:: About this exercise ::
Note the line where "pub fn course_catalog(&self)" appears in the data below; write it out exactly, along with every line that comes after it to the end.

Dataset excerpts section start

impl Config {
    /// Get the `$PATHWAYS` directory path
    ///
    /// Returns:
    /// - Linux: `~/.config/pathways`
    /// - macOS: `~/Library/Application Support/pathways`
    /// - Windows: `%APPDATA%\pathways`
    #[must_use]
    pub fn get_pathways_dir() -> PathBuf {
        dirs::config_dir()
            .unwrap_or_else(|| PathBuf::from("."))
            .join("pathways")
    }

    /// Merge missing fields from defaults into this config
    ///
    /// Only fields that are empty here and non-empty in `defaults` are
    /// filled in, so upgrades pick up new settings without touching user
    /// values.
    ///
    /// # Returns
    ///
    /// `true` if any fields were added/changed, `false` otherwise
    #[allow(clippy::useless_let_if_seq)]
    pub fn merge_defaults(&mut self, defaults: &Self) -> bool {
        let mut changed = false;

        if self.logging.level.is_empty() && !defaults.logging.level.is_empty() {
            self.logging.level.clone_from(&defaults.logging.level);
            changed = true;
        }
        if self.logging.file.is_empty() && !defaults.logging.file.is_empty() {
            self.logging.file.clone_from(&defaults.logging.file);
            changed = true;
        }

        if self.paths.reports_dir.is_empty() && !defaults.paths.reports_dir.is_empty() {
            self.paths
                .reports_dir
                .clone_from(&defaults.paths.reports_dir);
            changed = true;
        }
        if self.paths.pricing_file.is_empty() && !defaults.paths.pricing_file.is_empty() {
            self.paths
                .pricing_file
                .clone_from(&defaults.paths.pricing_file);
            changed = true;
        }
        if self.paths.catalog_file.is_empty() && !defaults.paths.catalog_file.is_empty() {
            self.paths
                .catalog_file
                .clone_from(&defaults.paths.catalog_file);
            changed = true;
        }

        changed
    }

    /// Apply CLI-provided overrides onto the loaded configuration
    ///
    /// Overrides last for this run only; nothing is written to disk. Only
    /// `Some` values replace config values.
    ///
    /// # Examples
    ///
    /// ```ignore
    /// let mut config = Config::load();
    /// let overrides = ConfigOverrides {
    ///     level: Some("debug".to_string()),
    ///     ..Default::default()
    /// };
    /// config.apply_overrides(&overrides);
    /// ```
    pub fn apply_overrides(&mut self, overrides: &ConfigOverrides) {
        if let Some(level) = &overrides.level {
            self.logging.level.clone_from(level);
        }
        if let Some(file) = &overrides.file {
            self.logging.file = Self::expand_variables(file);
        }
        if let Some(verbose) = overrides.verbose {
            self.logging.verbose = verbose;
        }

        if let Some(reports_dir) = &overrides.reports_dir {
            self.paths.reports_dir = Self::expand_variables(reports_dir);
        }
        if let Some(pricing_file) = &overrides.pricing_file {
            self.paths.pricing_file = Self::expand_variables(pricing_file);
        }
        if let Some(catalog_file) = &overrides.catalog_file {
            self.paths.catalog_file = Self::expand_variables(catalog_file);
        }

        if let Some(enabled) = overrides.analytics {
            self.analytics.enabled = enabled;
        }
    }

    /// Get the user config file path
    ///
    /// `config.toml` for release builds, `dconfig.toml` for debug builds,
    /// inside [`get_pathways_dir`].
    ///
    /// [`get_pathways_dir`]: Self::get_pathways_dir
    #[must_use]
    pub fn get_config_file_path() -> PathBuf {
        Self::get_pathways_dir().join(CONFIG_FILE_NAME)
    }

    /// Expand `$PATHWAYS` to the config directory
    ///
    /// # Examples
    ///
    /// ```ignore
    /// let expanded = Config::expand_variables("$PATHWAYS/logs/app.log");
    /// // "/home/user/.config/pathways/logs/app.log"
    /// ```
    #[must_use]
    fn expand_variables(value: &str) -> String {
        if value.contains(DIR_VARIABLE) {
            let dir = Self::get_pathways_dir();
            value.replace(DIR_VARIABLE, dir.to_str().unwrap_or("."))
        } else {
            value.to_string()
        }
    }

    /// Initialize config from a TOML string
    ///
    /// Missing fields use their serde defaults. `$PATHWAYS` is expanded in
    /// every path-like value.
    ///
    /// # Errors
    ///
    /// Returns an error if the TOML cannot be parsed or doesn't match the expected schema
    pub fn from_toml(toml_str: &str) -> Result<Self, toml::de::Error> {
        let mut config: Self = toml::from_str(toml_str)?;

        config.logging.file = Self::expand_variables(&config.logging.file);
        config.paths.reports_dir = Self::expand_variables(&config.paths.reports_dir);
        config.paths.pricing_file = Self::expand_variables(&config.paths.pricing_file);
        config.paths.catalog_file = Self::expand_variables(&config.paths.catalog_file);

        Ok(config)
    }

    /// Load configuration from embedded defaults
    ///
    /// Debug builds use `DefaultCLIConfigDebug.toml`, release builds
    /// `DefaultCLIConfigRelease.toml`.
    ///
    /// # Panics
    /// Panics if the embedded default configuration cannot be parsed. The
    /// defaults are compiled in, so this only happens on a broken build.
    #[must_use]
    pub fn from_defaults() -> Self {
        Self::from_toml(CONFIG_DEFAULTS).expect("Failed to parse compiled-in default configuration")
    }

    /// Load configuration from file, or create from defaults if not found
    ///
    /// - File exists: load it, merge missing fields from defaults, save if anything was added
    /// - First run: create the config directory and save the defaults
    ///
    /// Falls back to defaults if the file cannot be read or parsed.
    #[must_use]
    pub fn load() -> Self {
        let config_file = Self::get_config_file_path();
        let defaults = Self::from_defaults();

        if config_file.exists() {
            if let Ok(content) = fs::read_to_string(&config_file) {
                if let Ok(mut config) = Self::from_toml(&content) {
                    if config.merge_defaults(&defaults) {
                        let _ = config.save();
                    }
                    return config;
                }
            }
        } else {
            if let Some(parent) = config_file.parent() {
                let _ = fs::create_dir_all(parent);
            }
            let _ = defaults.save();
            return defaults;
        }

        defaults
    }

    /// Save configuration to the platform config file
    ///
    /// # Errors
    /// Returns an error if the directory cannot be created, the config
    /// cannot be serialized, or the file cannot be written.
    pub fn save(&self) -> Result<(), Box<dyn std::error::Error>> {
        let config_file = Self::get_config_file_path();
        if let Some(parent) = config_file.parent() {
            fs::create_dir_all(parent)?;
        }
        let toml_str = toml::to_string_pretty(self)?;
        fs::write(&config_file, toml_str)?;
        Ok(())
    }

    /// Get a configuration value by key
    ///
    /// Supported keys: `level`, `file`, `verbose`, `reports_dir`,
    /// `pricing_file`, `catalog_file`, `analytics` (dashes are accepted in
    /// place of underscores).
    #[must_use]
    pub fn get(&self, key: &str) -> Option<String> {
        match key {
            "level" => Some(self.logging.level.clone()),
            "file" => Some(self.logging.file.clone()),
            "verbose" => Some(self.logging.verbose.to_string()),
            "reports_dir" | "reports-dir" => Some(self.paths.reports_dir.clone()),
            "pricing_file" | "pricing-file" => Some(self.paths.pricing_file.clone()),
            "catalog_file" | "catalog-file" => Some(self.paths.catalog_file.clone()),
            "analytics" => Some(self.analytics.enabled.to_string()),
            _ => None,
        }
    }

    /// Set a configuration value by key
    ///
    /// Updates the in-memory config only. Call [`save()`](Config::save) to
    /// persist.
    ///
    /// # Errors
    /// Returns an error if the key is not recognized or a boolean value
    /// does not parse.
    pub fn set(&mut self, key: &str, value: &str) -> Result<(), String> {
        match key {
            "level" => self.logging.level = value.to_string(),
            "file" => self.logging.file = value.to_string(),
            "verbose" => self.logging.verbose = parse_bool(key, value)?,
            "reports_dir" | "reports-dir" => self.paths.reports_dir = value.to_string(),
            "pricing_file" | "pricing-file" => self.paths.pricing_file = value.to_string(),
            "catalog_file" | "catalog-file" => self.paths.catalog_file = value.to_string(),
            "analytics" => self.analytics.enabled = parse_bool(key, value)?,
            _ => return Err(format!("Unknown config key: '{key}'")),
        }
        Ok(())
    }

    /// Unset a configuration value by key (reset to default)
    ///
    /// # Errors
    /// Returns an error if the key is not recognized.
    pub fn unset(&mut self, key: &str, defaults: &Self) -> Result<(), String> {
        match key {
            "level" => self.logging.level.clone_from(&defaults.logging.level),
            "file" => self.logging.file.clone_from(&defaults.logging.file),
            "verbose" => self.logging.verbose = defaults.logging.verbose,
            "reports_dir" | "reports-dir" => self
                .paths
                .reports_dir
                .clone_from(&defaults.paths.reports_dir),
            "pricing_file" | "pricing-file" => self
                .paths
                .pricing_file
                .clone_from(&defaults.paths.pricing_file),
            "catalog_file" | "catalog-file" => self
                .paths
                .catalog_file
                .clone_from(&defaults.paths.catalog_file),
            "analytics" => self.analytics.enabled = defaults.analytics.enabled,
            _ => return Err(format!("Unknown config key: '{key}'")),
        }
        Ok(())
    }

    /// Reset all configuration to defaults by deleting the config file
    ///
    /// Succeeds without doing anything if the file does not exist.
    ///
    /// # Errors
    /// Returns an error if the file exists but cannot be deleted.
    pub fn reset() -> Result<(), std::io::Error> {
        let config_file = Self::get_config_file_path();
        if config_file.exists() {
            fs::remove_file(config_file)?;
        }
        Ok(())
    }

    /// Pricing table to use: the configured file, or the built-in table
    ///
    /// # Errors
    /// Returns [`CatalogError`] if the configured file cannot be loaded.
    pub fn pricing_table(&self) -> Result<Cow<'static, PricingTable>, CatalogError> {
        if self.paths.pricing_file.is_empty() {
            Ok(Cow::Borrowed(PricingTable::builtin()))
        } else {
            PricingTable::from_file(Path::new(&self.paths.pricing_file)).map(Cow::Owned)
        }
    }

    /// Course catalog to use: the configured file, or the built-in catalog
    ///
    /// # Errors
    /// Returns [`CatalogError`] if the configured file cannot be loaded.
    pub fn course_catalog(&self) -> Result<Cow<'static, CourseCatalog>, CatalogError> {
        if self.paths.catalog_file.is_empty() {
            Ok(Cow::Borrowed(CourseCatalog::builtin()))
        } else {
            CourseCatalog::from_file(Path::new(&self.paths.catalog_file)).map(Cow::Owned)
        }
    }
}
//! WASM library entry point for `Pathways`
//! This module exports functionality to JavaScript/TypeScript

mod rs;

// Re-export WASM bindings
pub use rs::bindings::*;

Dataset excerpts section end

:: Result below ::
    pub fn course_catalog(&self) -> Result<Cow<'static, CourseCatalog>, CatalogError> {
        if self.paths.catalog_file.is_empty() {
            Ok(Cow::Borrowed(CourseCatalog::builtin()))
        } else {
            CourseCatalog::from_file(Path::new(&self.paths.catalog_file)).map(Cow::Owned)
        }
    }
}
//! WASM library entry point for `Pathways`
//! This module exports functionality to JavaScript/TypeScript

mod rs;

// Re-export WASM bindings
pub use rs::bindings::*;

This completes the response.